La réponse de l’animatrice, fautes d’orthographe et de grammaire non corrigées est la suivante :

« Bonjour, En Lorraine cette Sexotheque, la première de son genre, à fait l’objet d’une validation par tranche d’age par l’inspection académique, de plus chaque établissement choisi les outils qu’il veut voir utiliser et chaque enseignant choisit les thème à approfondir. En générale les parents sont invité le mercredi à venir la voir, dans certains établissement les associations de parents d’élèves ont été amener à en valider le contenus en amont. Mais tous celà dépend de la politique de l’établissement. De plus elle est animé par un animateur permanent, formé à ces questions. »

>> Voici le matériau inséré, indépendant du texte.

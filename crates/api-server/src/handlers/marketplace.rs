//! Marketplace read handlers.

use axum::extract::State;
use axum::Json;
use rust_decimal::Decimal;
use serde::Serialize;
use sqlx::Row;
use std::sync::Arc;
use utoipa::ToSchema;

use crate::error::ApiResult;
use crate::state::AppState;

/// One master trader with aggregate metrics.
#[derive(Debug, Serialize, ToSchema)]
pub struct TraderSummary {
    pub id: i64,
    pub username: String,
    pub is_online: bool,
    pub total_trades: i64,
    pub win_rate: Decimal,
    pub total_profit: Decimal,
    pub followers: i64,
}

#[derive(Debug, Serialize, ToSchema)]
pub struct TraderListResponse {
    pub traders: Vec<TraderSummary>,
}

/// List master traders with aggregate metrics.
#[utoipa::path(
    get,
    path = "/api/marketplace/traders",
    responses(
        (status = 200, description = "Master traders", body = TraderListResponse),
        (status = 401, description = "Unauthorized"),
    ),
    security(("bearer_auth" = [])),
    tag = "marketplace"
)]
pub async fn list_traders(
    State(state): State<Arc<AppState>>,
) -> ApiResult<Json<TraderListResponse>> {
    // One aggregate pass over users/trades/follows; per-trader loops would
    // be an N+1 on the hot marketplace page.
    let rows = sqlx::query(
        r#"
        SELECT
            u.id,
            u.username,
            u.is_online,
            COUNT(t.id) AS total_trades,
            COUNT(t.id) FILTER (WHERE t.status = 'closed' AND t.realized_pnl > 0) AS winning_trades,
            COUNT(t.id) FILTER (WHERE t.status = 'closed') AS closed_trades,
            COALESCE(SUM(t.realized_pnl) FILTER (WHERE t.status = 'closed'), 0) AS total_profit,
            (SELECT COUNT(*) FROM follows f
             WHERE f.following_id = u.id AND f.is_active = TRUE) AS followers
        FROM users u
        LEFT JOIN trades t ON t.user_id = u.id
        WHERE u.is_master_trader = TRUE AND u.is_active = TRUE
        GROUP BY u.id, u.username, u.is_online
        ORDER BY total_profit DESC
        "#,
    )
    .fetch_all(&state.pool)
    .await?;

    let traders = rows
        .into_iter()
        .map(|row| {
            let closed: i64 = row.get("closed_trades");
            let winning: i64 = row.get("winning_trades");
            let win_rate = if closed > 0 {
                Decimal::new(winning * 100, 0) / Decimal::new(closed, 0)
            } else {
                Decimal::ZERO
            };
            TraderSummary {
                id: row.get("id"),
                username: row.get("username"),
                is_online: row.get("is_online"),
                total_trades: row.get("total_trades"),
                win_rate,
                total_profit: row.get("total_profit"),
                followers: row.get("followers"),
            }
        })
        .collect();

    Ok(Json(TraderListResponse { traders }))
}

Cette réponse est au moins aussi inquiétante que le contenu de la Sexothèque, elle révèle que les parents n’ont pas le droit de ne pas laisser leurs enfants assister à ce qu’ils sont en droit de considérer comme une pollution des esprits de leurs enfants puisque c’est l’inspection académique et les enseignants qui décideront à leur place.

Que font-ils de nos enfants ?

Toute résistance des parents pourrait d’ailleurs leur valoir des ennuis, quant aux IME, aux foyers d’enfants la Sexothèque leur est largement ouverte notamment en Bretagne.

La réponse de l’animatrice laisse penser qu’elle ne comprend même pas que des parents puissent faire autre chose que visiter pour approuver. Si l’animatrice est un exemple de ces nouveaux formateurs on doit aussi comprendre que nos enfants seront très calés en cul mais nuls en français. Notre société actuelle a donc fait son choix, quant à parler de perversion ou de corruption de mineurs, voire de vice subventionnés, tout cela n’existe plus bien évidemment puisque nos enfants seront éduqués à admettre toute sexualité sans discrimination aucune.